• INSTRUCTIONS TO FOLLOW: Within the listing below, please copy exactly the lines between the line holding "#[derive(Debug, Clone)]" and the line holding "if params.k_rot == 0.0", inclusive.

• THE RECORDS:
-- -- --

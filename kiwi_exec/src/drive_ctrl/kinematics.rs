//! Kiwi drive kinematics and power shaping

// ---------------------------------------------------------------------------
// IMPORTS
// ---------------------------------------------------------------------------

// External
use log::trace;
use nalgebra::{Matrix2, Matrix3, Matrix3x2, Vector3};

// Internal
use super::{DriveCtrlError, DriveCtrlParams};
use comms_if::eqpt::mech::{DriveCommand, WheelPowers, NUM_WHEELS};
use util::maths::zero_small;

// ---------------------------------------------------------------------------
// CONSTANTS
// ---------------------------------------------------------------------------

/// Raw wheel powers smaller than this are numerical noise and treated as zero.
const RAW_POWER_EPS: f64 = 1e-6;

// ---------------------------------------------------------------------------
// DATA STRUCTURES
// ---------------------------------------------------------------------------

/// Kinematics of the three-wheeled holonomic chassis.
///
/// The body to wheel transform is computed once at construction. All methods are pure.
#[derive(Debug, Clone)]
pub struct DriveKinematics {
    /// Maps `(vx, vy, v_ang)` onto the three raw wheel powers
    transform: Matrix3<f64>,

    /// Inverse of `transform`, `None` if the geometry is singular
    inverse: Option<Matrix3<f64>>,

    floor: f64,
    ceiling: f64,

    /// Either `1` or `-1` depending on the motor wiring
    wiring_sign: i32,
}

// ---------------------------------------------------------------------------
// IMPLEMENTATIONS
// ---------------------------------------------------------------------------

impl DriveKinematics {
    /// Build the kinematics from the drive parameters.
    pub fn new(params: &DriveCtrlParams) -> Result<Self, DriveCtrlError> {
        if params.power_floor < 0 || params.power_floor >= params.power_ceiling {
            return Err(DriveCtrlError::InvalidPowerBand {
                floor: params.power_floor,
                ceiling: params.power_ceiling,
            });
        }
        if params.k_rot == 0.0 || !params.k_rot.is_finite() {
            return Err(DriveCtrlError::InvalidRotConstant(params.k_rot));
        }

        let transform = Self::build_transform(params.mounting_offset_deg, params.k_rot);

        Ok(Self {
            transform,
            inverse: transform.try_inverse(),
            floor: params.power_floor as f64,
            ceiling: params.power_ceiling as f64,
            wiring_sign: if params.invert_output { -1 } else { 1 },
        })
    }

    /// Build `[T * R(offset) | k_rot]` where `T` holds the directions of the 120 degree spaced
    /// wheels.
    fn build_transform(mounting_offset_deg: f64, k_rot: f64) -> Matrix3<f64> {
        let half_sqrt3 = 3f64.sqrt() / 2.0;

        let dirs = Matrix3x2::new(
            -1.0, 0.0,
            0.5, -half_sqrt3,
            0.5, half_sqrt3,
        );

        let (s, c) = mounting_offset_deg.to_radians().sin_cos();
        let rot = Matrix2::new(
            c, -s,
            s, c,
        );

        let t = dirs * rot;

        Matrix3::new(
            t[(0, 0)], t[(0, 1)], k_rot,
            t[(1, 0)], t[(1, 1)], k_rot,
            t[(2, 0)], t[(2, 1)], k_rot,
        )
    }

    /// The cached body to wheel transform.
    pub fn transform(&self) -> &Matrix3<f64> {
        &self.transform
    }

    /// Compute the unshaped wheel powers for a command.
    pub fn raw_powers(&self, cmd: &DriveCommand) -> [f64; NUM_WHEELS] {
        let raw = self.transform * Vector3::new(cmd.vx, cmd.vy, cmd.v_ang);

        [
            zero_small(raw[0], RAW_POWER_EPS),
            zero_small(raw[1], RAW_POWER_EPS),
            zero_small(raw[2], RAW_POWER_EPS),
        ]
    }

    /// Shape raw powers into the motors' effective band.
    ///
    /// Zero stays zero. Every non-zero output has a magnitude in `[floor, ceiling]` and the sign
    /// of its raw value. The wiring sign is not applied here.
    pub fn shape(&self, raw: [f64; NUM_WHEELS]) -> [i32; NUM_WHEELS] {
        let max_abs = raw.iter().fold(0f64, |m, v| m.max(v.abs()));
        let min_abs = raw
            .iter()
            .filter(|v| **v != 0.0)
            .fold(f64::INFINITY, |m, v| m.min(v.abs()));

        if max_abs == 0.0 {
            return [0; NUM_WHEELS];
        }

        let shaped = if max_abs > self.ceiling {
            // Rescale so the largest lands on the working ceiling, then lift off the floor
            let scale = (self.ceiling - self.floor) / max_abs;
            trace!("Rescaling raw powers {:?} by {:.4}", raw, scale);
            [
                self.boost(raw[0] * scale),
                self.boost(raw[1] * scale),
                self.boost(raw[2] * scale),
            ]
        }
        else if min_abs < self.floor {
            [self.boost(raw[0]), self.boost(raw[1]), self.boost(raw[2])]
        }
        else {
            raw
        };

        [
            shaped[0].trunc() as i32,
            shaped[1].trunc() as i32,
            shaped[2].trunc() as i32,
        ]
    }

    /// Add the floor to a non-zero power keeping its sign, limited to the ceiling.
    fn boost(&self, value: f64) -> f64 {
        if value == 0.0 {
            0.0
        }
        else {
            (value.abs() + self.floor).min(self.ceiling) * value.signum()
        }
    }

    /// Compute the wheel powers to transmit for a command.
    pub fn wheel_powers(&self, cmd: &DriveCommand) -> WheelPowers {
        let shaped = self.shape(self.raw_powers(cmd));

        WheelPowers::new([
            shaped[0] * self.wiring_sign,
            shaped[1] * self.wiring_sign,
            shaped[2] * self.wiring_sign,
        ])
    }

    /// The sign applied to shaped powers for transmission.
    pub fn wiring_sign(&self) -> i32 {
        self.wiring_sign
    }

    /// Recover the body velocity which produces the given raw wheel powers.
    ///
    /// Returns `None` if the geometry has no inverse.
    pub fn body_velocity(&self, raw: [f64; NUM_WHEELS]) -> Option<DriveCommand> {
        self.inverse.map(|inv| {
            let v = inv * Vector3::new(raw[0], raw[1], raw[2]);
            DriveCommand::new(v[0], v[1], v[2])
        })
    }
}

// ---------------------------------------------------------------------------
// TESTS
// ---------------------------------------------------------------------------

#[cfg(test)]
mod test {
    use super::*;

    fn kin() -> DriveKinematics {
        DriveKinematics::new(&DriveCtrlParams::default()).unwrap()
    }

    #[test]
    fn test_zero_input() {
        let k = kin();
        assert_eq!(k.raw_powers(&DriveCommand::zero()), [0.0; 3]);
        assert_eq!(k.wheel_powers(&DriveCommand::zero()), WheelPowers::zero());
    }

    #[test]
    fn test_transform_without_offset() {
        let params = DriveCtrlParams {
            mounting_offset_deg: 0.0,
            ..Default::default()
        };
        let k = DriveKinematics::new(&params).unwrap();
        let t = k.transform();

        assert!((t[(0, 0)] + 1.0).abs() < 1e-12);
        assert!(t[(0, 1)].abs() < 1e-12);
        assert!((t[(1, 1)] + 3f64.sqrt() / 2.0).abs() < 1e-12);
        assert!((t[(2, 1)] - 3f64.sqrt() / 2.0).abs() < 1e-12);
        for i in 0..3 {
            assert_eq!(t[(i, 2)], 2.0);
        }
    }

    #[test]
    fn test_pure_rotation() {
        let k = kin();

        // Every wheel gets k_rot * 1 = 2, lifted to 27 and inverted by the wiring
        let powers = k.wheel_powers(&DriveCommand::rotate(1.0));
        assert_eq!(powers.powers(), [-27, -27, -27]);

        let powers = k.wheel_powers(&DriveCommand::rotate(-1.0));
        assert_eq!(powers.powers(), [27, 27, 27]);
    }

    #[test]
    fn test_shaping_band_and_sign() {
        let k = kin();
        let floor = 25;
        let ceiling = 100;

        let speeds = [-500.0, -80.0, -15.0, -1.0, 0.0, 0.5, 3.0, 40.0, 120.0, 900.0];

        for &vx in speeds.iter() {
            for &vy in speeds.iter() {
                for &w in [-30.0, -1.0, 0.0, 1.0, 30.0].iter() {
                    let cmd = DriveCommand::new(vx, vy, w);
                    let raw = k.raw_powers(&cmd);
                    let powers = k.wheel_powers(&cmd).powers();

                    for i in 0..3 {
                        if raw[i] == 0.0 {
                            assert_eq!(powers[i], 0, "{:?} wheel {}", cmd, i);
                        }
                        else {
                            let mag = powers[i].abs();
                            assert!(
                                mag >= floor && mag <= ceiling,
                                "{:?} wheel {} power {} out of band", cmd, i, powers[i]
                            );
                            assert_eq!(
                                powers[i].signum(),
                                raw[i].signum() as i32 * k.wiring_sign(),
                                "{:?} wheel {} sign", cmd, i
                            );
                        }
                    }
                }
            }
        }
    }

    #[test]
    fn test_shaping_preserves_ordering() {
        let k = kin();

        let shaped = k.shape([10.0, -300.0, 150.0]);
        assert_eq!(shaped[1], -100);
        assert!(shaped[2] > shaped[0]);
        assert!(shaped[0] >= 25);

        // Already inside the band, untouched
        assert_eq!(k.shape([30.0, -60.0, 90.0]), [30, -60, 90]);

        // Below the floor but inside the ceiling, lifted without rescaling
        assert_eq!(k.shape([5.0, 0.0, -50.0]), [30, 0, -75]);
    }

    #[test]
    fn test_body_velocity_round_trip() {
        let k = kin();
        let cmd = DriveCommand::new(12.0, -30.0, 4.0);

        let back = k.body_velocity(k.raw_powers(&cmd)).unwrap();

        assert!((back.vx - cmd.vx).abs() < 1e-9);
        assert!((back.vy - cmd.vy).abs() < 1e-9);
        assert!((back.v_ang - cmd.v_ang).abs() < 1e-9);
    }

    #[test]
    fn test_invalid_params() {
        let params = DriveCtrlParams {
            power_floor: 100,
            ..Default::default()
        };
        assert!(matches!(
            DriveKinematics::new(&params),
            Err(DriveCtrlError::InvalidPowerBand { .. })
        ));

        let params = DriveCtrlParams {
            k_rot: 0.0,
            ..Default::default()
        };
        assert!(matches!(
            DriveKinematics::new(&params),
            Err(DriveCtrlError::InvalidRotConstant(_))
        ));
    }
}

-- -- --

• FINAL ANSWER:
#[derive(Debug, Clone)]
pub struct DriveKinematics {
    /// Maps `(vx, vy, v_ang)` onto the three raw wheel powers
    transform: Matrix3<f64>,

    /// Inverse of `transform`, `None` if the geometry is singular
    inverse: Option<Matrix3<f64>>,

    floor: f64,
    ceiling: f64,

    /// Either `1` or `-1` depending on the motor wiring
    wiring_sign: i32,
}

// ---------------------------------------------------------------------------
// IMPLEMENTATIONS
// ---------------------------------------------------------------------------

impl DriveKinematics {
    /// Build the kinematics from the drive parameters.
    pub fn new(params: &DriveCtrlParams) -> Result<Self, DriveCtrlError> {
        if params.power_floor < 0 || params.power_floor >= params.power_ceiling {
            return Err(DriveCtrlError::InvalidPowerBand {
                floor: params.power_floor,
                ceiling: params.power_ceiling,
            });
        }
        if params.k_rot == 0.0 || !params.k_rot.is_finite() {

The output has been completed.